Records START
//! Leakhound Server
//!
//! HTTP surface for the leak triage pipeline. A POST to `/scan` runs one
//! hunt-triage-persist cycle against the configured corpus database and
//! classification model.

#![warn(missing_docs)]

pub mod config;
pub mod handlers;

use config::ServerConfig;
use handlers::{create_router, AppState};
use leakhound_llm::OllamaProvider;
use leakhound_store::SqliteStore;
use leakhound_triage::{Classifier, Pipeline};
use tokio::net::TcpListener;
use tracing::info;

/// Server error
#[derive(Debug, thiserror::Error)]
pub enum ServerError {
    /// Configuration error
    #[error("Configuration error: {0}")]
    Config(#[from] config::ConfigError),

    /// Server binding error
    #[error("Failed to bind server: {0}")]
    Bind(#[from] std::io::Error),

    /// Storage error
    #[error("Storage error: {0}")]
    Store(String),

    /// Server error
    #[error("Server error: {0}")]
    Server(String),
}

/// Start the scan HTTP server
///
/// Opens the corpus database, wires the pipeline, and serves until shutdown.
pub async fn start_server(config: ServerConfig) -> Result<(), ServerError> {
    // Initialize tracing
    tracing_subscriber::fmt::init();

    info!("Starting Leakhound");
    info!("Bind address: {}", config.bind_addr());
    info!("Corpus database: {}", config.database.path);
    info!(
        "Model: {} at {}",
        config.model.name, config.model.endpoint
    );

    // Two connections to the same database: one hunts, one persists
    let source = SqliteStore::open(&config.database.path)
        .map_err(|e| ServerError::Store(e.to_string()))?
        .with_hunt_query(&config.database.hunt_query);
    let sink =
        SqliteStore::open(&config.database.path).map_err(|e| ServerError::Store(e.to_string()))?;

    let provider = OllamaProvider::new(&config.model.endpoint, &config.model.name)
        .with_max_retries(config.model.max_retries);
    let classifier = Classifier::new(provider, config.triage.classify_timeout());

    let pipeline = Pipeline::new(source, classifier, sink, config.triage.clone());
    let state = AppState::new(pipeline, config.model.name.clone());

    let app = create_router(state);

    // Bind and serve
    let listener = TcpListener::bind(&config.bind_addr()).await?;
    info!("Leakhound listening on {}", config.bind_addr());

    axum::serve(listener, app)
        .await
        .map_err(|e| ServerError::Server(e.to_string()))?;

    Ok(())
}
Records END
What the exercise asks: In full and without alteration, retype the entries above.

Response to this exercise:
//! Leakhound Server
//!
//! HTTP surface for the leak triage pipeline. A POST to `/scan` runs one
//! hunt-triage-persist cycle against the configured corpus database and
//! classification model.

#![warn(missing_docs)]

pub mod config;
pub mod handlers;

use config::ServerConfig;
use handlers::{create_router, AppState};
use leakhound_llm::OllamaProvider;
use leakhound_store::SqliteStore;
use leakhound_triage::{Classifier, Pipeline};
use tokio::net::TcpListener;
use tracing::info;

/// Server error
#[derive(Debug, thiserror::Error)]
pub enum ServerError {
    /// Configuration error
    #[error("Configuration error: {0}")]
    Config(#[from] config::ConfigError),

    /// Server binding error
    #[error("Failed to bind server: {0}")]
    Bind(#[from] std::io::Error),

    /// Storage error
    #[error("Storage error: {0}")]
    Store(String),

    /// Server error
    #[error("Server error: {0}")]
    Server(String),
}

/// Start the scan HTTP server
///
/// Opens the corpus database, wires the pipeline, and serves until shutdown.
pub async fn start_server(config: ServerConfig) -> Result<(), ServerError> {
    // Initialize tracing
    tracing_subscriber::fmt::init();

    info!("Starting Leakhound");
    info!("Bind address: {}", config.bind_addr());
    info!("Corpus database: {}", config.database.path);
    info!(
        "Model: {} at {}",
        config.model.name, config.model.endpoint
    );

    // Two connections to the same database: one hunts, one persists
    let source = SqliteStore::open(&config.database.path)
        .map_err(|e| ServerError::Store(e.to_string()))?
        .with_hunt_query(&config.database.hunt_query);
    let sink =
        SqliteStore::open(&config.database.path).map_err(|e| ServerError::Store(e.to_string()))?;

    let provider = OllamaProvider::new(&config.model.endpoint, &config.model.name)
        .with_max_retries(config.model.max_retries);
    let classifier = Classifier::new(provider, config.triage.classify_timeout());

    let pipeline = Pipeline::new(source, classifier, sink, config.triage.clone());
    let state = AppState::new(pipeline, config.model.name.clone());

    let app = create_router(state);

    // Bind and serve
    let listener = TcpListener::bind(&config.bind_addr()).await?;
    info!("Leakhound listening on {}", config.bind_addr());

    axum::serve(listener, app)
        .await
        .map_err(|e| ServerError::Server(e.to_string()))?;

    Ok(())
}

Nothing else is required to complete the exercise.